La última de esas quince reformas del texto, operada por la LO 15/2003 de 25 de noviembre, que entró en vigor el 1 de octubre de 2004, fue de superlativa entidad, puesto que modificó casi doscientos artículos del Código Penal, y supuso, de nuevo, el endurecimiento del tratamiento punitivo de ciertos delitos, significadamente, los hechos constitutivos de violencia familiar.

 

Tan profunda reforma no detuvo, en los años siguientes y hasta la actualidad, el chorreo de modificaciones parciales del Código. Continuaron a buen ritmo.
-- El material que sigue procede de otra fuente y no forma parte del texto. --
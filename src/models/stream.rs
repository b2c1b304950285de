//! Resolved stream descriptors

use chrono::{DateTime, TimeZone, Utc};
use serde::{Deserialize, Serialize};
use url::Url;

use crate::utils::url::UrlUtils;

#[derive(Debug, Clone, Copy, PartialEq, Eq, Serialize, Deserialize, strum::Display)]
#[serde(rename_all = "snake_case")]
#[strum(serialize_all = "snake_case")]
pub enum StreamKind {
    /// A playable media URL
    Direct,
    /// Only the embed page could be located; the client has to handle it
    ClientSideEmbed,
}

/// Outcome of a successful resolution
#[derive(Debug, Clone, PartialEq, Serialize, Deserialize)]
pub struct StreamDescriptor {
    pub channel_id: String,
    pub url: String,
    pub kind: StreamKind,
    /// Full Referer upstream expects on playlist, segment and key requests
    #[serde(skip_serializing_if = "Option::is_none")]
    pub referer: Option<String>,
    #[serde(skip_serializing_if = "Option::is_none")]
    pub referer_host: Option<String>,
    #[serde(skip_serializing_if = "Option::is_none")]
    pub origin: Option<String>,
    /// Name of the service that produced this descriptor
    pub service: String,
    pub resolved_at: DateTime<Utc>,
    /// Expiry embedded by upstream in the stream URL, when present
    #[serde(skip_serializing_if = "Option::is_none")]
    pub expires_at: Option<DateTime<Utc>>,
}

impl StreamDescriptor {
    pub fn direct(
        channel_id: impl Into<String>,
        url: impl Into<String>,
        referer: Option<String>,
        service: impl Into<String>,
    ) -> Self {
        let url = url.into();
        let referer_host = referer.as_deref().and_then(UrlUtils::extract_host);
        let expires_at = parse_upstream_expiry(&url);
        Self {
            channel_id: channel_id.into(),
            url,
            kind: StreamKind::Direct,
            referer,
            referer_host,
            origin: None,
            service: service.into(),
            resolved_at: Utc::now(),
            expires_at,
        }
    }

    /// Degraded result carrying only the embed page reference
    pub fn client_side_embed(
        channel_id: impl Into<String>,
        embed_url: impl Into<String>,
        referer: Option<String>,
        service: impl Into<String>,
    ) -> Self {
        Self {
            kind: StreamKind::ClientSideEmbed,
            expires_at: None,
            ..Self::direct(channel_id, embed_url, referer, service)
        }
    }

    pub fn with_origin(mut self, origin: Option<String>) -> Self {
        self.origin = origin;
        self
    }

    pub fn is_client_side(&self) -> bool {
        self.kind == StreamKind::ClientSideEmbed
    }
}

/// Read the `expires` query parameter (unix seconds) that token-signed
/// upstream URLs carry.
pub fn parse_upstream_expiry(url: &str) -> Option<DateTime<Utc>> {
    let parsed = Url::parse(url).ok()?;
    let (_, value) = parsed.query_pairs().find(|(name, _)| name == "expires")?;
    let seconds: i64 = value.parse().ok()?;
    Utc.timestamp_opt(seconds, 0).single()
}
De ellas destacan la realizada por medio de la LO 1/2004, de 28 de diciembre, denominada “Ley de Protección Integral contra la Violencia de Genero”, que elevó a la categoría de delito conductas en el seno domestico hasta entonces constitutivas de falta, y la operada por LO 15/2007, de 30 de noviembre, que endureció el tratamiento punitivo de conductas ilícitas relativas a la seguridad vial, criminalizando algunas que hasta entonces solo constituían infracciones administrativas.

 

         En el momento de escribir estas líneas, en mayo de 2010, nos acercamos a la inminente promulgación de la enésima reforma penal, encaminada en idéntica dirección que las anteriores, con tipificación de nuevas formas delictivas y agravación de algunas existentes, con creación de penas nuevas y más severas.

 

         En suma, la evolución legislativa reciente muestra el reiterado empleo, sin distinción de fuerzas políticas, gobiernos ni mayorías parlamentarias que en cada momento los sustenten, del sucesivo endurecimiento del Código Penal como omnipresente recurso de intervención estatal: más delitos, más penas, más presos durante más tiempo.

 

“Tolerancia cero”, “libertad vigilada”, “cumplimiento íntegro”, “mano dura”, “penas ejemplares”, “pudrirse en la cárcel”, “prisión perpetua”.. Son expresiones sonoras, que acarician los oídos del respetable público y refuerzan la imagen de quienes, con voz decidida, las pronuncian.

 

 ¿Quién podría resistirse? No, desde luego, nuestros representantes políticos. Los legisladores democráticos españoles han sucumbido. Se encuentran definitivamente rendidos a los encantos del derecho penal.